Overall, median time to discharge was 10 days (95%CI = 9–10) in the favipiravir arm versus 15 days (95%CI = 14–16) in the supportive-care arm. The accelerated discharge benefit was seen across the COVID-19 spectrum of severity. The adjusted discharge ratio was 1.96 (95%CI = 1.56–2.46). Progression to mechanical ventilation was slower with favipiravir (HR_adj = 0.10, 95%CI = 0.04–0.29). There was no significant effect on mortality (HR_adj = 1.56, 95%CI = 0.73–3.36). There was a statistically non-significant trend toward worse outcomes in the critical category (HR_adj = 2.80, 95%CI = 0.99–7.89). Age was an independent risk factor for mortality in mechanically ventilated patients. PSM analyses confirmed these findings.

Conclusion

Favipiravir was associated with clinical benefits, including accelerated discharge rate and less progression to mechanical ventilation; however, no overall mortality benefits were seen across the severity spectrum.

Keywords:

• Favipiravir
• effectiveness
• retrospective
• trial
• COVID-19
• mortality
• discharge
• supportive care

Transparency

Declaration of funding

No funding or sponsorship was received for this study or for the publication of this article.

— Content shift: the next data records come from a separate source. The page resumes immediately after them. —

//! # Void Scene
//!
//! Scene load orchestration on top of the engine's content-streaming host.
//!
//! Provides:
//! - [`UnitLoader`] to load, preload, activate and unload a single unit
//! - [`BatchLoadCoordinator`] to load several units under one progress gate
//! - [`InstanceRegistry`] to keep one live instance per component type
//!
//! ## Host
//!
//! Nothing here touches engine globals. Every operation receives the
//! [`SceneHost`] it works against; [`MemoryHost`] is an in-process
//! implementation for tools and tests.
//!
//! ## Usage
//!
//! ```ignore
//! let mut host = MemoryHost::with_units(["world", "ui"]);
//! let mut coordinator = BatchLoadCoordinator::new(BatchConfig::default())?;
//!
//! coordinator.start(&[LoadUnit::new("world"), LoadUnit::additive("ui")], &mut host)?;
//!
//! // Once per frame
//! host.advance();
//! coordinator.tick(frame_time);
//!
//! // Or on a tokio runtime
//! driver::drive(&mut coordinator).await?;
//! ```

pub mod config;
pub mod coordinator;
pub mod driver;
pub mod error;
pub mod events;
pub mod host;
pub mod loader;
pub mod memory_host;
pub mod operation;
pub mod registry;
pub mod unit;

pub use config::{BatchConfig, SceneConfig, UnitLoaderConfig};
pub use coordinator::{BatchId, BatchLoadCoordinator, BatchLoadState, BatchPhase, CancelToken};
pub use error::{RegistryError, RegistryResult, SceneError, SceneResult};
pub use events::{BatchEvent, UnitEvent};
pub use host::{HostEvent, InstanceId, SceneHost, UnitInstance};
pub use loader::UnitLoader;
pub use memory_host::MemoryHost;
pub use operation::{OperationHandle, OperationId, OperationKind, OperationStatus, ACTIVATION_THRESHOLD};
pub use registry::{InstanceRegistry, RegistryEntry, SharedInstanceRegistry, TypeKey};
pub use unit::{LoadMode, LoadUnit};

pub mod prelude {
    pub use crate::config::{BatchConfig, SceneConfig, UnitLoaderConfig};
    pub use crate::coordinator::{BatchLoadCoordinator, BatchPhase};
    pub use crate::error::{SceneError, SceneResult};
    pub use crate::events::{BatchEvent, UnitEvent};
    pub use crate::host::SceneHost;
    pub use crate::loader::UnitLoader;
    pub use crate::registry::{InstanceRegistry, TypeKey};
    pub use crate::unit::{LoadMode, LoadUnit};
}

Declaration of financial/other relationships

The authors have no relevant affiliations or financial involvement with any organization or entity with a financial interest in or financial conflict with the subject matter or materials discussed in the manuscript. This includes employment, consultancies, honoraria, stock ownership or options, expert testimony, grants or patents received or pending, or royalties. Peer reviewers on this manuscript have no relevant financial or other relationships to disclose.

Author contributions

Conceptualization: Ahmad Alamer and Ahmad A Alrashed; methodology: Ahmad Alamer and Ivo Abraham; software: Ahmad Alamer; validation: Abdulaziz S. Alulhmim and Ivo Abraham; formal analysis: Ahmad Alamer; data curation: Fatima Alhassar, Malak M. Almutairi, Jude Howaidi, Wedad Almutairi, and Mashael Alfaifi; writing of original draft preparation: Ahmad Alamer and Abdulaziz S. Alulhmim; writing, reviewing, and editing: Ahmad Alamer, Abdulaziz S. Alulhmim, Ivo Abraham, Ahmad A Alrashed, Bandar Alosaimi, Yahya Mohzari, Tarek Sulaiman, Ahmed AlJedai, Alaa H. Alali, and Abdulla Baradwan; visualization: Ahmad Alamer; supervision: Ahmad Alamer and Ivo Abraham; project administration: Ahmad Alamer, Mashael Alfaifi, Ahmad A Alrashed, and Yahya Mohzari. All named authors meet the International Committee of Medical Journal Editors (ICMJE) criteria for authorship for this article, declare their responsibility for the integrity of the work as a whole, and have given their approval for this version to be published.

Acknowledgements

The authors would like to thank the staff at the Research Center at King Fahad Medical City, Riyadh, for their valuable technical support provided for the manuscript. This publication was supported by the Deanship of Scientific Research at Prince Sattam bin Abdulaziz University. The authors would also like to express their gratitude to the staff at the Ministry of Health in Saudi Arabia for their support.

Data availability statement

All data generated or analyzed for this study are included in this published article (and its Supplementary Information files).

Compliance with ethics guidelines

The study was approved by the Institutional Review Boards at KFMC and PMAH (IRB 20-477E, July 2020). Informed consent was waived as this study was considered exempt.